(Data items)
• • • •

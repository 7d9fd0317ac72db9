//! Shared helpers.

pub mod exec;
pub mod hash;
pub mod plural;
//! Command-line interface module.

mod args;
mod lock;
mod run;

pub use args::Cli;
pub use run::run;
//! Parallel fan-out of independent asset units.
//!
//! Every path is its own unit of work: classify, then either process once
//! or hand the path to a [`watch_file`] loop. Units share no mutable state;
//! a failing unit is reported and never aborts its siblings.

pub mod watch;

use std::num::NonZeroUsize;
use std::path::{Path, PathBuf};
use std::time::Duration;

use anyhow::Result;
use rayon::prelude::*;

use crate::asset::{
    AssetError, AssetKind, OutputTarget, ProcessedAsset, ProcessingOptions, process_asset,
};
use crate::core::CancelToken;
use crate::utils::plural::{plural_count, plural_s};
use crate::{debug, log};

pub use watch::{DEFAULT_INTERVAL, watch_file};

/// How a batch is scheduled.
#[derive(Debug, Clone, Default)]
pub struct BatchSettings {
    /// Worker count, defaults to the host's available parallelism.
    pub jobs: Option<usize>,
    /// Watch every path with this poll interval instead of processing once.
    pub watch: Option<Duration>,
}

/// Outcome of a whole batch.
#[derive(Debug, Default)]
pub struct BatchReport {
    /// Units that wrote their outputs.
    pub processed: Vec<ProcessedAsset>,
    /// Units that failed, with their error.
    pub failed: Vec<(PathBuf, AssetError)>,
    /// Watch units that ended cleanly, with the number of changes handled.
    pub watched: Vec<(PathBuf, usize)>,
    /// Units never started because shutdown was requested.
    pub skipped: usize,
}

impl BatchReport {
    /// Units that completed without error.
    pub fn succeeded(&self) -> usize {
        self.processed.len() + self.watched.len()
    }
}

enum Outcome {
    Processed(ProcessedAsset),
    Watched(PathBuf, usize),
    Failed(PathBuf, AssetError),
    Skipped,
}

/// Run every path on a bounded worker pool and wait for all of them.
///
/// In watch mode the call only returns after `cancel` fires.
pub fn run_batch(
    paths: &[PathBuf],
    options: &ProcessingOptions,
    settings: &BatchSettings,
    cancel: &CancelToken,
) -> Result<BatchReport> {
    let threads = pool_size(paths.len(), settings);
    log!("batch"; "{} on {} worker{}", plural_count(paths.len(), "file"), threads, plural_s(threads));

    let pool = rayon::ThreadPoolBuilder::new()
        .num_threads(threads)
        .thread_name(|i| format!("assetmin-worker-{i}"))
        .build()?;

    // One path per job so a blocking watch unit never holds back another path
    let outcomes: Vec<Outcome> = pool.install(|| {
        paths
            .par_iter()
            .with_max_len(1)
            .map(|path| run_unit(path, options, settings, cancel))
            .collect()
    });

    let mut report = BatchReport::default();
    for outcome in outcomes {
        match outcome {
            Outcome::Processed(asset) => report.processed.push(asset),
            Outcome::Watched(path, changes) => report.watched.push((path, changes)),
            Outcome::Failed(path, err) => report.failed.push((path, err)),
            Outcome::Skipped => report.skipped += 1,
        }
    }
    debug!("batch"; "finished: {} ok, {} failed, {} skipped",
        report.succeeded(), report.failed.len(), report.skipped);
    Ok(report)
}

/// Worker count: requested or host parallelism, capped by the number of
/// paths in one-shot mode and raised to one per path in watch mode.
fn pool_size(paths: usize, settings: &BatchSettings) -> usize {
    let base = settings
        .jobs
        .filter(|&n| n > 0)
        .unwrap_or_else(|| {
            std::thread::available_parallelism()
                .map(NonZeroUsize::get)
                .unwrap_or(1)
        });
    if settings.watch.is_some() {
        base.max(paths)
    } else {
        base.min(paths.max(1))
    }
}

fn run_unit(
    path: &Path,
    options: &ProcessingOptions,
    settings: &BatchSettings,
    cancel: &CancelToken,
) -> Outcome {
    if cancel.is_cancelled() {
        return Outcome::Skipped;
    }

    let Some(kind) = AssetKind::from_path(path, options.overwrite) else {
        return fail(path, AssetError::UnrecognizedTarget(path.to_path_buf()));
    };

    match settings.watch {
        Some(interval) => {
            let result = watch_file(path, interval, cancel, |changed| {
                if let Err(err) = process_asset(kind, changed, options, &OutputTarget::Derived) {
                    report_error(changed, &err);
                }
            });
            match result {
                Ok(changes) => Outcome::Watched(path.to_path_buf(), changes),
                Err(err) => fail(path, err),
            }
        }
        None => match process_asset(kind, path, options, &OutputTarget::Derived) {
            Ok(asset) => Outcome::Processed(asset),
            Err(err) => fail(path, err),
        },
    }
}

fn fail(path: &Path, err: AssetError) -> Outcome {
    report_error(path, &err);
    Outcome::Failed(path.to_path_buf(), err)
}

/// Log an error together with its source chain.
pub fn report_error(path: &Path, err: &AssetError) {
    log!("error"; "{}: {}", path.display(), err.chain());
}
//! Shell command execution for hooks.
//!
//! ```ignore
//! let output = run_shell("ls -la", root, &vars)?;
//! println!("{}", combined_output(&output));
//! ```

use std::path::Path;
use std::process::{Command, Output, Stdio};

use anyhow::{Context, Result, bail};

/// `sh -c <line>` on unix, `cmd /C <line>` on windows.
fn shell(line: &str) -> Command {
    let (program, flag) = if cfg!(windows) { ("cmd", "/C") } else { ("sh", "-c") };
    let mut cmd = Command::new(program);
    cmd.arg(flag).arg(line);
    cmd
}

/// Run a command line through the platform shell in `cwd` with extra
/// environment variables. Stdin is closed.
///
/// A non-zero exit status is an error carrying the command's output.
pub fn run_shell<I, K, V>(line: &str, cwd: &Path, vars: I) -> Result<Output>
where
    I: IntoIterator<Item = (K, V)>,
    K: AsRef<str>,
    V: AsRef<str>,
{
    let mut cmd = shell(line);
    cmd.current_dir(cwd).stdin(Stdio::null());
    for (key, value) in vars {
        cmd.env(key.as_ref(), value.as_ref());
    }

    let output = cmd
        .output()
        .with_context(|| format!("Failed to execute `{line}`"))?;
    if !output.status.success() {
        bail!(
            "`{line}` exited with {}\n{}",
            output.status,
            combined_output(&output).trim()
        );
    }
    Ok(output)
}

/// Stdout followed by stderr, lossily decoded.
pub fn combined_output(output: &Output) -> String {
    let mut text = String::from_utf8_lossy(&output.stdout).into_owned();
    let stderr = String::from_utf8_lossy(&output.stderr);
    if !stderr.is_empty() {
        if !text.is_empty() && !text.ends_with('\n') {
            text.push('\n');
        }
        text.push_str(&stderr);
    }
    text
}

#[cfg(all(test, unix))]
mod tests {
    use super::*;
    use tempfile::TempDir;

    #[test]
    fn test_output_and_env() {
        let output = run_shell(
            "echo \"$GREETING\"; echo oops >&2",
            Path::new("."),
            [("GREETING", "hello")],
        )
        .unwrap();
        assert_eq!(combined_output(&output), "hello\noops\n");
    }

    #[test]
    fn test_cwd() {
        let dir = TempDir::new().unwrap();
        let output = run_shell("pwd", dir.path(), [("", ""); 0]).unwrap();
        let printed = String::from_utf8_lossy(&output.stdout);
        let name = dir.path().file_name().unwrap().to_string_lossy();
        assert!(printed.trim().ends_with(name.as_ref()));
    }

    #[test]
    fn test_failure_carries_output() {
        let err = run_shell("echo broken; exit 3", Path::new("."), [("", ""); 0]).unwrap_err();
        let message = format!("{err:#}");
        assert!(message.contains("exited with"));
        assert!(message.contains("broken"));
    }

    #[test]
    fn test_stdin_closed() {
        // `cat` would block on an inherited terminal
        let output = run_shell("cat", Path::new("."), [("", ""); 0]).unwrap();
        assert!(output.stdout.is_empty());
    }
}
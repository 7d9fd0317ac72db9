//! Per-file processing errors.

use std::io;
use std::path::PathBuf;

use thiserror::Error;

use super::AssetKind;

/// Errors raised while processing a single asset.
///
/// In batch mode each error stays with its own unit of work; in single-file
/// mode it reaches `main` and ends the process with a non-zero status.
#[derive(Debug, Error)]
pub enum AssetError {
    #[error("cannot read `{path}`")]
    NotReadable {
        path: PathBuf,
        #[source]
        source: io::Error,
    },

    #[error("cannot write `{path}`")]
    NotWritable {
        path: PathBuf,
        #[source]
        source: io::Error,
    },

    #[error("`{0}` is neither a recognized asset file nor a directory")]
    UnrecognizedTarget(PathBuf),

    #[error("{kind} minifier rejected `{path}`")]
    Minify { path: PathBuf, kind: AssetKind },

    #[error("output would replace input `{0}` (pass --overwrite to allow)")]
    WouldOverwrite(PathBuf),
}

impl AssetError {
    pub fn not_readable(path: impl Into<PathBuf>, source: io::Error) -> Self {
        Self::NotReadable {
            path: path.into(),
            source,
        }
    }

    pub fn not_writable(path: impl Into<PathBuf>, source: io::Error) -> Self {
        Self::NotWritable {
            path: path.into(),
            source,
        }
    }

    /// Message followed by every underlying cause, `: `-separated.
    pub fn chain(&self) -> String {
        let mut text = self.to_string();
        let mut source = std::error::Error::source(self);
        while let Some(cause) = source {
            text.push_str(": ");
            text.push_str(&cause.to_string());
            source = cause.source();
        }
        text
    }
}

• • • •

What is being asked:
What lines in the data above carry "number"? Return them all.

Exercise result:
    /// Watch units that ended cleanly, with the number of changes handled.
/// Worker count: requested or host parallelism, capped by the number of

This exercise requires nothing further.